The word to look for is "element". Report every line of the entries below that has it.

Extracted entries |
☆ ☆ ☆ ☆
//! Reference Binding Language
//!
//! Attribute commands `bind`, `one-way`, `two-way`, `one-time`, `trigger`,
//! `delegate`, `capture`, `call`, `ref` and `options`; a bare `ref="name"`;
//! `${...}` interpolation in text and attribute values; and the options
//! form `a: literal; b.bind: path` for attributes with several properties.
//! Expressions are dotted property paths, quoted strings, numbers or
//! keywords, optionally piped through value converters: `${when | date}`.

use std::cell::{Cell, RefCell};
use std::rc::{Rc, Weak};

use indexmap::IndexMap;
use once_cell::sync::Lazy;
use regex::Regex;
use serde_json::Value;

use super::{
    display_value, AttributeInfo, AttributeInstruction, AttributeValue, Binding, BindingExpression,
    BindingLanguage, BindingMode, BindingTarget, TargetExpression, ValueConverter,
};
use crate::behavior::property::SubscriptionId;
use crate::context::{BindingContext, ViewModel};
use crate::dom::{Document, NodeId};
use crate::resources::ViewResources;

static IDENTIFIER: Lazy<Regex> = Lazy::new(|| Regex::new(r"^[A-Za-z_$][\w$]*$").unwrap());

#[derive(Debug, Clone, Copy, Default)]
pub struct SyntaxBindingLanguage;

impl SyntaxBindingLanguage {
    pub fn new() -> Self {
        SyntaxBindingLanguage
    }

    /// Interpolation expression for an attribute value, if it contains any
    fn parse_content(
        &self,
        resources: &ViewResources,
        value: &str,
    ) -> Option<Rc<dyn BindingExpression>> {
        InterpolationExpression::parse(resources, value)
            .map(|e| Rc::new(e) as Rc<dyn BindingExpression>)
    }

    fn binding_command(
        &self,
        resources: &ViewResources,
        info: &AttributeInfo,
        mode: BindingMode,
    ) -> AttributeInstruction {
        let expression: Rc<dyn BindingExpression> = Rc::new(PropertyExpression {
            accessor: Accessor::parse(resources, &info.attr_value),
            mode,
        });
        single_attribute(&info.attr_name, TargetExpression::new(expression, &info.attr_name))
    }

    fn options(&self, resources: &ViewResources, info: &AttributeInfo) -> AttributeInstruction {
        let mut attributes = IndexMap::new();

        for segment in info.attr_value.split(';') {
            let Some((name, value)) = segment.split_once(':') else {
                continue;
            };
            let name = name.trim();
            let value = value.trim();
            if name.is_empty() {
                continue;
            }

            let inner = self.inspect_attribute(resources, name, value);
            let property = inner.attr_name.clone();

            let attribute = match (&inner.expression, inner.command.as_deref()) {
                (Some(expression), _) => {
                    AttributeValue::Expression(TargetExpression::new(expression.clone(), &property))
                }
                (None, Some(command)) => match command_mode(command, inner.default_binding_mode) {
                    Some(mode) => {
                        let expression: Rc<dyn BindingExpression> = Rc::new(PropertyExpression {
                            accessor: Accessor::parse(resources, value),
                            mode,
                        });
                        AttributeValue::Expression(TargetExpression::new(expression, &property))
                    }
                    None => AttributeValue::Literal(value.to_string()),
                },
                (None, None) => AttributeValue::Literal(value.to_string()),
            };
            attributes.insert(property, attribute);
        }

        AttributeInstruction::Attribute {
            attr_name: info.attr_name.clone(),
            altered_attr: false,
            attributes,
        }
    }
}

fn single_attribute(attr_name: &str, expression: TargetExpression) -> AttributeInstruction {
    let mut attributes = IndexMap::new();
    attributes.insert(attr_name.to_string(), AttributeValue::Expression(expression));
    AttributeInstruction::Attribute {
        attr_name: attr_name.to_string(),
        altered_attr: false,
        attributes,
    }
}

fn command_mode(command: &str, default_mode: Option<BindingMode>) -> Option<BindingMode> {
    match command {
        "bind" => Some(default_mode.unwrap_or(BindingMode::OneWay)),
        "one-way" => Some(BindingMode::OneWay),
        "two-way" => Some(BindingMode::TwoWay),
        "one-time" => Some(BindingMode::OneTime),
        _ => None,
    }
}

fn is_two_way(document: &Document, element: NodeId, attr_name: &str) -> bool {
    let tag = document.tag_name(element).unwrap_or_default();
    match attr_name {
        "value" => matches!(tag.as_str(), "input" | "textarea" | "select"),
        "checked" => tag == "input",
        _ => false,
    }
}

impl BindingLanguage for SyntaxBindingLanguage {
    fn inspect_attribute(
        &self,
        resources: &ViewResources,
        attr_name: &str,
        attr_value: &str,
    ) -> AttributeInfo {
        let mut info = AttributeInfo {
            attr_name: attr_name.to_string(),
            attr_value: attr_value.to_string(),
            ..Default::default()
        };

        match attr_name.rsplit_once('.') {
            Some((name, command)) => {
                info.attr_name = name.trim().to_string();
                if command.trim() == "ref" {
                    info.expression = Some(Rc::new(RefExpression {
                        name: attr_value.trim().to_string(),
                    }));
                    info.attr_name = "ref".to_string();
                } else {
                    info.command = Some(command.trim().to_string());
                }
            }
            None if attr_name == "ref" => {
                info.expression = Some(Rc::new(RefExpression {
                    name: attr_value.trim().to_string(),
                }));
            }
            None => info.expression = self.parse_content(resources, attr_value),
        }

        info
    }

    fn create_attribute_instruction(
        &self,
        resources: &ViewResources,
        document: &Document,
        element: NodeId,
        info: &AttributeInfo,
    ) -> Option<AttributeInstruction> {
        if let Some(expression) = &info.expression {
            let target = TargetExpression::new(expression.clone(), &info.attr_name);
            if info.attr_name == "ref" {
                return Some(AttributeInstruction::Discrete(target));
            }
            return Some(single_attribute(&info.attr_name, target));
        }

        let command = info.command.as_deref()?;
        match command {
            "bind" => {
                let mode = info.default_binding_mode.unwrap_or_else(|| {
                    if is_two_way(document, element, &info.attr_name) {
                        BindingMode::TwoWay
                    } else {
                        BindingMode::OneWay
                    }
                });
                Some(self.binding_command(resources, info, mode))
            }
            "one-way" => Some(self.binding_command(resources, info, BindingMode::OneWay)),
            "two-way" => Some(self.binding_command(resources, info, BindingMode::TwoWay)),
            "one-time" => Some(self.binding_command(resources, info, BindingMode::OneTime)),
            "trigger" | "delegate" | "capture" | "call" => {
                let expression: Rc<dyn BindingExpression> = Rc::new(ListenerExpression {
                    event: info.attr_name.clone(),
                    handler: info.attr_value.trim().to_string(),
                    strategy: command.to_string(),
                });
                Some(AttributeInstruction::Discrete(TargetExpression::new(
                    expression,
                    &info.attr_name,
                )))
            }
            "options" => Some(self.options(resources, info)),
            _ => {
                tracing::warn!(command, attribute = %info.attr_name, "unknown binding command");
                None
            }
        }
    }

    fn parse_text(&self, resources: &ViewResources, value: &str) -> Option<Rc<dyn BindingExpression>> {
        self.parse_content(resources, value)
    }
}

// ===== Expressions =====

#[derive(Clone)]
enum Accessor {
    Literal(Value),
    Path {
        segments: Vec<String>,
        converters: Vec<(String, Option<Rc<dyn ValueConverter>>)>,
        source: String,
    },
}

impl Accessor {
    fn parse(resources: &ViewResources, source: &str) -> Self {
        let mut parts = source.split('|');
        let path = parts.next().unwrap_or("").trim();

        let literal = if (path.starts_with('\'') && path.ends_with('\'') && path.len() >= 2)
            || (path.starts_with('"') && path.ends_with('"') && path.len() >= 2)
        {
            Some(Value::String(path[1..path.len() - 1].to_string()))
        } else if let Ok(number) = path.parse::<f64>() {
            serde_json::Number::from_f64(number).map(Value::Number)
        } else {
            match path {
                "true" => Some(Value::Bool(true)),
                "false" => Some(Value::Bool(false)),
                "null" => Some(Value::Null),
                _ => None,
            }
        };
        if let Some(value) = literal {
            return Accessor::Literal(value);
        }

        let segments: Vec<String> = path
            .split('.')
            .map(|s| s.trim().to_string())
            .filter(|s| IDENTIFIER.is_match(s))
            .collect();
        if segments.is_empty() {
            tracing::warn!(expression = source, "unsupported binding expression");
        }

        let converters = parts
            .map(|name| {
                let name = name.trim().to_string();
                let converter = resources.get_value_converter(&name);
                if converter.is_none() {
                    tracing::warn!(converter = %name, "value converter not registered");
                }
                (name, converter)
            })
            .collect();

        Accessor::Path {
            segments,
            converters,
            source: source.trim().to_string(),
        }
    }

    fn evaluate(&self, context: &dyn ViewModel) -> Value {
        match self {
            Accessor::Literal(value) => value.clone(),
            Accessor::Path {
                segments,
                converters,
                ..
            } => {
                let mut iter = segments.iter();
                let mut value = match iter.next().and_then(|first| context.get_property(first)) {
                    Some(value) => value,
                    None => Value::Null,
                };
                for segment in iter {
                    value = value.get(segment.as_str()).cloned().unwrap_or(Value::Null);
                }
                for (_, converter) in converters {
                    if let Some(converter) = converter {
                        value = converter.to_view(&value, &[]);
                    }
                }
                value
            }
        }
    }

    /// Write back into the source; only single-segment paths are assignable
    fn assign(&self, context: &dyn ViewModel, value: Value) {
        if let Accessor::Path {
            segments,
            converters,
            ..
        } = self
        {
            if segments.len() != 1 {
                return;
            }
            let mut value = value;
            for (_, converter) in converters.iter().rev() {
                if let Some(converter) = converter {
                    value = converter.from_view(&value, &[]);
                }
            }
            context.set_property(&segments[0], value);
        }
    }

    fn describe(&self) -> String {
        match self {
            Accessor::Literal(value) => value.to_string(),
            Accessor::Path { source, .. } => source.clone(),
        }
    }
}

struct PropertyExpression {
    accessor: Accessor,
    mode: BindingMode,
}

impl BindingExpression for PropertyExpression {
    fn create_binding(&self, target: BindingTarget) -> Rc<dyn Binding> {
        Rc::new(PropertyBinding {
            accessor: self.accessor.clone(),
            mode: self.mode,
            target,
            source: RefCell::new(None),
            subscription: Cell::new(None),
        })
    }

    fn describe(&self) -> String {
        let mode = match self.mode {
            BindingMode::OneTime => "one-time",
            BindingMode::OneWay => "one-way",
            BindingMode::TwoWay => "two-way",
        };
        format!("{} ({})", self.accessor.describe(), mode)
    }
}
☆ ☆ ☆ ☆
Your solution |
fn is_two_way(document: &Document, element: NodeId, attr_name: &str) -> bool {
    let tag = document.tag_name(element).unwrap_or_default();
        element: NodeId,
                    if is_two_way(document, element, &info.attr_name) {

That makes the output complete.